## What to produce
In the material below, which lines hold the word "message"? Pick each one out.

## Material supplied
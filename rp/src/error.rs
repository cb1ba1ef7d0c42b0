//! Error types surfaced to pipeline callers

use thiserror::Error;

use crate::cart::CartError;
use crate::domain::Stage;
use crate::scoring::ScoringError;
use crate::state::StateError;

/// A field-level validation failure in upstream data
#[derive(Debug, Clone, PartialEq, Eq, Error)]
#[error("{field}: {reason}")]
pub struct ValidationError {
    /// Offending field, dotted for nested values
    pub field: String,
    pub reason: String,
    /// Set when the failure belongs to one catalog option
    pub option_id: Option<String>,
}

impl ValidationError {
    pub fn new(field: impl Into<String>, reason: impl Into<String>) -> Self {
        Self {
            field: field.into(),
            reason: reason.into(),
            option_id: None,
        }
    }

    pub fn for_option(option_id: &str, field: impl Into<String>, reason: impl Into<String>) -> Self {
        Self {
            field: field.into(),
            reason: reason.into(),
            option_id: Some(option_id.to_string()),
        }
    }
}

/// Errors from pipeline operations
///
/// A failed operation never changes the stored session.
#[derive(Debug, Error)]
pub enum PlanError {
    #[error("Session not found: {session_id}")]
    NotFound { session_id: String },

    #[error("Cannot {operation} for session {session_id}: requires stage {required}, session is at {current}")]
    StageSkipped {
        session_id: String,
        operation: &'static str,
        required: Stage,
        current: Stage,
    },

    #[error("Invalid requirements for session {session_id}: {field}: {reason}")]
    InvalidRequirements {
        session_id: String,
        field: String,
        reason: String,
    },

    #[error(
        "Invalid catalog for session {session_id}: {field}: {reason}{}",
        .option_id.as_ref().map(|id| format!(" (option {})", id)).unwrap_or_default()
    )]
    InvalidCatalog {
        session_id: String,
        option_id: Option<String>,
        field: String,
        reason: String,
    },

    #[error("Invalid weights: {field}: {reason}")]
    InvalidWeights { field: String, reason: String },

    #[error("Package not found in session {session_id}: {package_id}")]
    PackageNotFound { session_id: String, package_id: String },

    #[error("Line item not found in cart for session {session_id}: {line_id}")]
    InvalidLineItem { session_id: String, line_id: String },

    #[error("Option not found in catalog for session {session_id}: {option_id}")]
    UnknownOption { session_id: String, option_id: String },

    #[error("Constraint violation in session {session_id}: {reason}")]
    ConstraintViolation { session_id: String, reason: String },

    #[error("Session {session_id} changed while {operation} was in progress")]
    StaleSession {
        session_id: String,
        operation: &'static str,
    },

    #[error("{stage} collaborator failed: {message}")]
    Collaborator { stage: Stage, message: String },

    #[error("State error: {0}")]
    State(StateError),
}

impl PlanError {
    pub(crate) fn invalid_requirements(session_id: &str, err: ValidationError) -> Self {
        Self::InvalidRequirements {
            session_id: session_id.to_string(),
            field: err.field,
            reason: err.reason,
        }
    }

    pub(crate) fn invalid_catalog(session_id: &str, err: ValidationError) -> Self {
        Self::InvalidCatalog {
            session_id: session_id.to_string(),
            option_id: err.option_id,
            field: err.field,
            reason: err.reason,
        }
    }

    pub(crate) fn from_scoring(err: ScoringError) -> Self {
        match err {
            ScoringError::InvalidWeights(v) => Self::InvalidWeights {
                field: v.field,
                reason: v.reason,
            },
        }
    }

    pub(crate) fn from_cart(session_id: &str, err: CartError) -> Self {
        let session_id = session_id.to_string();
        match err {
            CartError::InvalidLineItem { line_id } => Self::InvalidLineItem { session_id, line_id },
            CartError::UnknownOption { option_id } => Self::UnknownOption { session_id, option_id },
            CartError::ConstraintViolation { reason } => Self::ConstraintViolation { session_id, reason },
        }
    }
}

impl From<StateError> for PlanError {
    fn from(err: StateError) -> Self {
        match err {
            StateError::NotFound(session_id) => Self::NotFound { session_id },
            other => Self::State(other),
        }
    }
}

==

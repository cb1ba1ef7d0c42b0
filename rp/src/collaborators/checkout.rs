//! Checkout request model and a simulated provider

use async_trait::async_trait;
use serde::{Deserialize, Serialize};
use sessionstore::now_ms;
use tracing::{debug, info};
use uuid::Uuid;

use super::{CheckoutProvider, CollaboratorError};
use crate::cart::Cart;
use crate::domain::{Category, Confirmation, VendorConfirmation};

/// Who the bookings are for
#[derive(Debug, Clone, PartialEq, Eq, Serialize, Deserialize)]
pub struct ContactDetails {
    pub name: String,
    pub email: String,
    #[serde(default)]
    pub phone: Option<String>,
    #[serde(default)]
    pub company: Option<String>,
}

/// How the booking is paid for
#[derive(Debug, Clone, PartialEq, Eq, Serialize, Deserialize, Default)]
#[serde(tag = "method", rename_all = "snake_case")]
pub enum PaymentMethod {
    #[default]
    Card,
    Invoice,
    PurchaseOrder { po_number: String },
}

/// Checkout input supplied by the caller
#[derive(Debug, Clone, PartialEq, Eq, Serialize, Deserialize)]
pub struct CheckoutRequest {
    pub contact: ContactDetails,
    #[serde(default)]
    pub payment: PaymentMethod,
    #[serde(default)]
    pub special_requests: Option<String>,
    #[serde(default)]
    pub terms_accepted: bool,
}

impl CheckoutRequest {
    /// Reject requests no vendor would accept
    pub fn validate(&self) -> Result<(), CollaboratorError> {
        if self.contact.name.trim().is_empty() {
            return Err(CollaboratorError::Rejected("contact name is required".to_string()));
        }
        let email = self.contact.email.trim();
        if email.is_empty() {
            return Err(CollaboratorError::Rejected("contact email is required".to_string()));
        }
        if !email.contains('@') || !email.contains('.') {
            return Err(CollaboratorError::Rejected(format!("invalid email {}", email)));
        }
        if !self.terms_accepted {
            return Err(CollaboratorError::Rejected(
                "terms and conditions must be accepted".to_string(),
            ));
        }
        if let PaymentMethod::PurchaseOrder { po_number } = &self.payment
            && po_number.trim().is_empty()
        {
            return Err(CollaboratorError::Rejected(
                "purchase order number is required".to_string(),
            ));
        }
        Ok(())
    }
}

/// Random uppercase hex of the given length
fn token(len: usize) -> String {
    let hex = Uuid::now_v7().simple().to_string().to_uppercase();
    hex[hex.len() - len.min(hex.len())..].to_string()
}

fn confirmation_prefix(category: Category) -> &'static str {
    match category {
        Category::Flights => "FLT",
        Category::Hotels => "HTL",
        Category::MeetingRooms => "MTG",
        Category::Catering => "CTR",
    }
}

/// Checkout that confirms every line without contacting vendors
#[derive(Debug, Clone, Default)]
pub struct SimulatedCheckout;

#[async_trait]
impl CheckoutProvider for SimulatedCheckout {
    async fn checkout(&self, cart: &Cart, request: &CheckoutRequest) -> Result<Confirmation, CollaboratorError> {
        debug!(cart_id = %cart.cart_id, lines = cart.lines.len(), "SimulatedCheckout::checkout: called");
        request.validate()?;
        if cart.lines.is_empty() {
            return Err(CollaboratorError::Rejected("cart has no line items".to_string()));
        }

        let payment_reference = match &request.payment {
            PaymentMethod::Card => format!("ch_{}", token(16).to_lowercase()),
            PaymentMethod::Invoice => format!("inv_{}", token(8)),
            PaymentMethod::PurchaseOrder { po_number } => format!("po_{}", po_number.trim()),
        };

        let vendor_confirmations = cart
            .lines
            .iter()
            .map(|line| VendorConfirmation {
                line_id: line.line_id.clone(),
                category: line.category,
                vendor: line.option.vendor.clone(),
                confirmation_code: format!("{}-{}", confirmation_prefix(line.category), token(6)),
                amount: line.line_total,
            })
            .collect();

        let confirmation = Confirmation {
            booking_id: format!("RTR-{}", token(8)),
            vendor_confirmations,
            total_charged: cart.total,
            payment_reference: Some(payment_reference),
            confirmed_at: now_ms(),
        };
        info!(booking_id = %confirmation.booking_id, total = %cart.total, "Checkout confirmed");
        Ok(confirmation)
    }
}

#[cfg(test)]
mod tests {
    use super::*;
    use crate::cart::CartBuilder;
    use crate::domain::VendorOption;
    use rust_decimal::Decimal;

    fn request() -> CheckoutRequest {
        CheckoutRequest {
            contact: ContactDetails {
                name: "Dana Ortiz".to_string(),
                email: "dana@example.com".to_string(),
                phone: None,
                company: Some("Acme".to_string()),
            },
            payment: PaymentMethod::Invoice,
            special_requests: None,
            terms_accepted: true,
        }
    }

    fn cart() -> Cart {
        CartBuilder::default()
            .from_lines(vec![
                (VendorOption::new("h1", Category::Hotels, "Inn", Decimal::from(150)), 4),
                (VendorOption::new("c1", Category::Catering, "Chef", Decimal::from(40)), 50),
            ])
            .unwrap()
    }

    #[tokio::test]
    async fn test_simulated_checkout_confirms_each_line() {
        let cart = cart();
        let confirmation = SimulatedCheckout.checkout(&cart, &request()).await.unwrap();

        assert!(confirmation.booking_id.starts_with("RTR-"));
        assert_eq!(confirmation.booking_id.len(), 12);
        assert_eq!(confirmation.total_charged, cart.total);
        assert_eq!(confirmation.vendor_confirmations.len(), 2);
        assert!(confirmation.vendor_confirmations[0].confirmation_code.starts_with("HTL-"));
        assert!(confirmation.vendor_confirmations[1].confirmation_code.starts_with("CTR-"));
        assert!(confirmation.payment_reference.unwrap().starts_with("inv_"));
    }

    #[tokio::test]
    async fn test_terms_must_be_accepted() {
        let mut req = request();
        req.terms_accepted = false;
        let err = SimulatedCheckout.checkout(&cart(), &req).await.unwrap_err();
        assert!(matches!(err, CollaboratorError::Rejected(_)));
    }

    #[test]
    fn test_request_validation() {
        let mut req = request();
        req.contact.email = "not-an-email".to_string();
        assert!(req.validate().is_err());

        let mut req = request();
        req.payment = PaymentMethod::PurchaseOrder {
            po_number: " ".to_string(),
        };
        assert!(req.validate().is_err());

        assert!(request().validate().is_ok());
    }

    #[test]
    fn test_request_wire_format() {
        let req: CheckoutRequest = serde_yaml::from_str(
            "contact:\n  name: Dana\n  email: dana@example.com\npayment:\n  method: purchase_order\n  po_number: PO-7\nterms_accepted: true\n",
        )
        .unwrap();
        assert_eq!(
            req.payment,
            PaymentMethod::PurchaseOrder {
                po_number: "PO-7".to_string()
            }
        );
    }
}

* * *

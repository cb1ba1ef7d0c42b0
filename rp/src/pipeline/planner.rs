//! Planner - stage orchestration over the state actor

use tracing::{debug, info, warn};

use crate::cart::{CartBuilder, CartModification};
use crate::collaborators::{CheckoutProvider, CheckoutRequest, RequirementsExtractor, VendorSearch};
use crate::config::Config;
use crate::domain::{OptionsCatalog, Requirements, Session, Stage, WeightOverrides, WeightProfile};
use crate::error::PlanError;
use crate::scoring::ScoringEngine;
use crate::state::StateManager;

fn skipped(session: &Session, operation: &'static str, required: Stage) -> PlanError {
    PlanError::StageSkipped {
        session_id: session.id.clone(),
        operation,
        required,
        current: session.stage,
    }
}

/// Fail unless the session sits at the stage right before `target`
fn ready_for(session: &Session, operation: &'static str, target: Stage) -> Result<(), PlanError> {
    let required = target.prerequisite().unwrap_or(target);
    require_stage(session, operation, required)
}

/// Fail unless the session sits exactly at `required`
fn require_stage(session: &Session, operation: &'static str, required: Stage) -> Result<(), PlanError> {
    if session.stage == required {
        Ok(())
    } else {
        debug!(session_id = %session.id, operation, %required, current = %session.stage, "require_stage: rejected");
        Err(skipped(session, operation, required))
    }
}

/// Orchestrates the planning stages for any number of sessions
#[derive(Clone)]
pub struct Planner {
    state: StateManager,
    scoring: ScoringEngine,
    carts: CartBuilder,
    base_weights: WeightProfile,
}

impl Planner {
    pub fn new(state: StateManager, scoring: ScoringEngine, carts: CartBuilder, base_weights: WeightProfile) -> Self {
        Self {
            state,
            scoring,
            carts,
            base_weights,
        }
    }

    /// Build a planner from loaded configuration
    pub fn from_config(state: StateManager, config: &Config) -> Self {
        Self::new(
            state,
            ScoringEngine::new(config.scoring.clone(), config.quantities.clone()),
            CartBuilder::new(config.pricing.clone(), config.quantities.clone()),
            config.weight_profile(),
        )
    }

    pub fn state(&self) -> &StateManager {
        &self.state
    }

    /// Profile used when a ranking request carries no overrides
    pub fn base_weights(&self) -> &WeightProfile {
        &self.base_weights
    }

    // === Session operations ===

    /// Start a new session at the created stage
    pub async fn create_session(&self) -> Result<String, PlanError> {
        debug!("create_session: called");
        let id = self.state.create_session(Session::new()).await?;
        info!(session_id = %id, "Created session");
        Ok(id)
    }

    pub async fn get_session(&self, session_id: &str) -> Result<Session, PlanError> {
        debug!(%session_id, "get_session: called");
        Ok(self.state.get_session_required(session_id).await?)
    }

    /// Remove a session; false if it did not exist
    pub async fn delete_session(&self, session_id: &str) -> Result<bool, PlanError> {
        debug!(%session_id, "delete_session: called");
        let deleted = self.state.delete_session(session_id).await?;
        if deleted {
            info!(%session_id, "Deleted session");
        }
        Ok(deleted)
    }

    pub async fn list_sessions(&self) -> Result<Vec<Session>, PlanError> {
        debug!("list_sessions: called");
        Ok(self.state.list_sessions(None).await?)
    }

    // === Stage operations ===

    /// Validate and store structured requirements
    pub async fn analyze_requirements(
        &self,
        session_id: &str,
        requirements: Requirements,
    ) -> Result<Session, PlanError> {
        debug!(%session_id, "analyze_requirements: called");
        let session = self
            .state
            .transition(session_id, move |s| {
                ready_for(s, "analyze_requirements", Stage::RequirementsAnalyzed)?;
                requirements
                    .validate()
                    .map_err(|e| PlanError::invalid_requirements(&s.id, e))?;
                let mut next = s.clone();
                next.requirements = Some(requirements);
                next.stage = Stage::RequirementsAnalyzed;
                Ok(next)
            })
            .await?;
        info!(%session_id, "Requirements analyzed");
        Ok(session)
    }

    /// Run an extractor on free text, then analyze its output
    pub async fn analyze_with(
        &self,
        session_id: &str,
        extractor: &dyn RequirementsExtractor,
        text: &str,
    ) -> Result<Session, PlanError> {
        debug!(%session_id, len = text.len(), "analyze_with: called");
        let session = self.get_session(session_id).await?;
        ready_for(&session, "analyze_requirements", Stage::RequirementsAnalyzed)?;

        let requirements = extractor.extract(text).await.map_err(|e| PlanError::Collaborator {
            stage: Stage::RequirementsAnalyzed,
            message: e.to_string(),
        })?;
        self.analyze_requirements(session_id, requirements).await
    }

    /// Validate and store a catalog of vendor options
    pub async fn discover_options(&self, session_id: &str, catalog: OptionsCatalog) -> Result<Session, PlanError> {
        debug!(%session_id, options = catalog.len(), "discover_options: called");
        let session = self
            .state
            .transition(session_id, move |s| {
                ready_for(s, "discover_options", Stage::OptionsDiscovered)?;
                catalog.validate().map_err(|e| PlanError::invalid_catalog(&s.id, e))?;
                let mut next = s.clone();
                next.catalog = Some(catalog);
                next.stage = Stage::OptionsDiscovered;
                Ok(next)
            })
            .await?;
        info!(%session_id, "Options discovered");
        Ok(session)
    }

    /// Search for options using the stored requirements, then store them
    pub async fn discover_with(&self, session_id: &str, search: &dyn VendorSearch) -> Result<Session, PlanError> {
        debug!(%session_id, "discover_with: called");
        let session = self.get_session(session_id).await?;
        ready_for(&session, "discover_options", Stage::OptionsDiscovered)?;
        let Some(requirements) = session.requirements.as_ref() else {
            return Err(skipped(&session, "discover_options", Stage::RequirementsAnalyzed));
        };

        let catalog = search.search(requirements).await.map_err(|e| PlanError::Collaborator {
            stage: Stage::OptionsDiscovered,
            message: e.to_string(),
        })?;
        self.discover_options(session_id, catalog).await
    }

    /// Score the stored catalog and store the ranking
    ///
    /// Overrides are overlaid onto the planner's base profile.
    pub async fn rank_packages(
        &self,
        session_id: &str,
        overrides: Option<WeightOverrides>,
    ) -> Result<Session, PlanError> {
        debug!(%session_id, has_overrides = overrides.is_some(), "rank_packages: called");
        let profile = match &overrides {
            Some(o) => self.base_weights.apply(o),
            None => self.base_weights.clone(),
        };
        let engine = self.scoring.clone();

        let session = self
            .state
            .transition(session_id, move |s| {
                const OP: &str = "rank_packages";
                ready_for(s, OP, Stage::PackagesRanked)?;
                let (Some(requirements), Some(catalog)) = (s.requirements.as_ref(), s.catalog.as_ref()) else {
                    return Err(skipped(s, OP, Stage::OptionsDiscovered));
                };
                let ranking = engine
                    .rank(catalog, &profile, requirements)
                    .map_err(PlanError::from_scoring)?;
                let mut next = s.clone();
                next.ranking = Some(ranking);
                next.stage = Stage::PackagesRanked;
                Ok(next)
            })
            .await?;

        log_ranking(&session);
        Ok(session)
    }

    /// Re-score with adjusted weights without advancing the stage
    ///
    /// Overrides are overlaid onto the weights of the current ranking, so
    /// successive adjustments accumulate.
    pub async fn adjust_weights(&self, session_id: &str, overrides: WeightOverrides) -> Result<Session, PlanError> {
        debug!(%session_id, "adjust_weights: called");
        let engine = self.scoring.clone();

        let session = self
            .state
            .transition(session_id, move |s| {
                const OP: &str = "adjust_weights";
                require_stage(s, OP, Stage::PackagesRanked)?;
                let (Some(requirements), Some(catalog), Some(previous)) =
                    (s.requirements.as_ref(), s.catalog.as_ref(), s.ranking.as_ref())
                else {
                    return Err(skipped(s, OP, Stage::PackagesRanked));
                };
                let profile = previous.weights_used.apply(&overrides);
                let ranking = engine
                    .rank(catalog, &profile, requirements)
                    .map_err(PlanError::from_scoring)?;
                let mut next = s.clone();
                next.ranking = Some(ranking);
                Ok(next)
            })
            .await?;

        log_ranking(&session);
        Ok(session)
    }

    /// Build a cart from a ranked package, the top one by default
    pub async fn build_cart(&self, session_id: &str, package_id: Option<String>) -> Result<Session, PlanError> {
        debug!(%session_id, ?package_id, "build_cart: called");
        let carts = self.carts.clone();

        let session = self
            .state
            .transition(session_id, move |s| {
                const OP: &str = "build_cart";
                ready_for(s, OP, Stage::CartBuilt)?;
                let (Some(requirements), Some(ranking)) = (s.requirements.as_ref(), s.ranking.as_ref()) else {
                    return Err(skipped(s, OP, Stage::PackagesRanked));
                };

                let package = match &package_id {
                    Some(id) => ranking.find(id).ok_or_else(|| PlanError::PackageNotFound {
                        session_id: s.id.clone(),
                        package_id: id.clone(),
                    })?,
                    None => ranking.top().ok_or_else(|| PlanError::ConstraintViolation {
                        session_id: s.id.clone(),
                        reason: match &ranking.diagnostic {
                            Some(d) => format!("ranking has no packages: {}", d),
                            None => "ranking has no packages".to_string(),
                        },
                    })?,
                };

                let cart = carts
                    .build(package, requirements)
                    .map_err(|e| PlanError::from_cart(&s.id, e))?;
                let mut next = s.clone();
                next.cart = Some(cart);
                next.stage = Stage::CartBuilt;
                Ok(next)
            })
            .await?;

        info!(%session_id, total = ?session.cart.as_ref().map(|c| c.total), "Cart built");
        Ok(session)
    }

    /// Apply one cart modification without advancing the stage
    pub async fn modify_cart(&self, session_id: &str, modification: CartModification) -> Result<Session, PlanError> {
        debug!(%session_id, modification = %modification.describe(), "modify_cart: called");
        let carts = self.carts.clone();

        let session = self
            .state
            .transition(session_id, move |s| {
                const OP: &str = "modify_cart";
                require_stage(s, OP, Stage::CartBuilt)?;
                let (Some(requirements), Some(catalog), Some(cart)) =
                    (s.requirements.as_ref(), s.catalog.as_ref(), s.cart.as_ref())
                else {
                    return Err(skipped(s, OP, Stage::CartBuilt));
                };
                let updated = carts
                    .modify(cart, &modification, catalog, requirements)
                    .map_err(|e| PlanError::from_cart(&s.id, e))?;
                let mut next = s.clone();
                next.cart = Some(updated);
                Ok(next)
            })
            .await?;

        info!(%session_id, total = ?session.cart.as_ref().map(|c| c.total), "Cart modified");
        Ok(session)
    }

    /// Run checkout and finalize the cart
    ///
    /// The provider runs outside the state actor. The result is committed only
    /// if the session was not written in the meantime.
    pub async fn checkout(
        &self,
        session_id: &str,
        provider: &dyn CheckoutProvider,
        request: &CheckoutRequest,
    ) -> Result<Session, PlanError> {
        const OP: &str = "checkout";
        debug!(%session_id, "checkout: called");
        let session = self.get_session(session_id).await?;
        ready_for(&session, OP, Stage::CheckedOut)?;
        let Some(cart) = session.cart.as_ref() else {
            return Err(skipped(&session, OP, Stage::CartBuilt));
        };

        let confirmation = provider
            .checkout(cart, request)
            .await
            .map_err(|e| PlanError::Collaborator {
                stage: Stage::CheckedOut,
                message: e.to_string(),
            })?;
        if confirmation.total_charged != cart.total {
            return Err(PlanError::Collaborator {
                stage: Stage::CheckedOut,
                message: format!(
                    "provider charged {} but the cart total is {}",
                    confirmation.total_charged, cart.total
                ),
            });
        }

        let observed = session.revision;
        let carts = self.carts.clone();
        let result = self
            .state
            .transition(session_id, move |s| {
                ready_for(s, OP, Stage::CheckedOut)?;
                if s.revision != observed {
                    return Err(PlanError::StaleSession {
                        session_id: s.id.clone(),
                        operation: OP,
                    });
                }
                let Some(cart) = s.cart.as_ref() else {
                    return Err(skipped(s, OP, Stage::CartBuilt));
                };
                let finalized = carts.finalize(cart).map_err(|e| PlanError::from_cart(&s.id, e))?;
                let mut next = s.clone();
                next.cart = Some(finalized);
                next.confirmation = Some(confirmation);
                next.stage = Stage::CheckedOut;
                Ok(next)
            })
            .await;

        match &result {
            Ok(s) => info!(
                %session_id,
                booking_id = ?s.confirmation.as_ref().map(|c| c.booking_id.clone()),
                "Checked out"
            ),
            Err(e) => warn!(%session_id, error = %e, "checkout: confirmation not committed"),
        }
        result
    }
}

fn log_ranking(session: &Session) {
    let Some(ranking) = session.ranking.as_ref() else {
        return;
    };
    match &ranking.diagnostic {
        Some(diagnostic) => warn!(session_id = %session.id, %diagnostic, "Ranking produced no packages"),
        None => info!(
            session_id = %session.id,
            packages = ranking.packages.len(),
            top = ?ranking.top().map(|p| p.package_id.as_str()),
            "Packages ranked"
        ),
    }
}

## Output for this task
    #[error("{stage} collaborator failed: {message}")]
    Collaborator { stage: Stage, message: String },
            message: e.to_string(),
            message: e.to_string(),
                message: e.to_string(),
                message: format!(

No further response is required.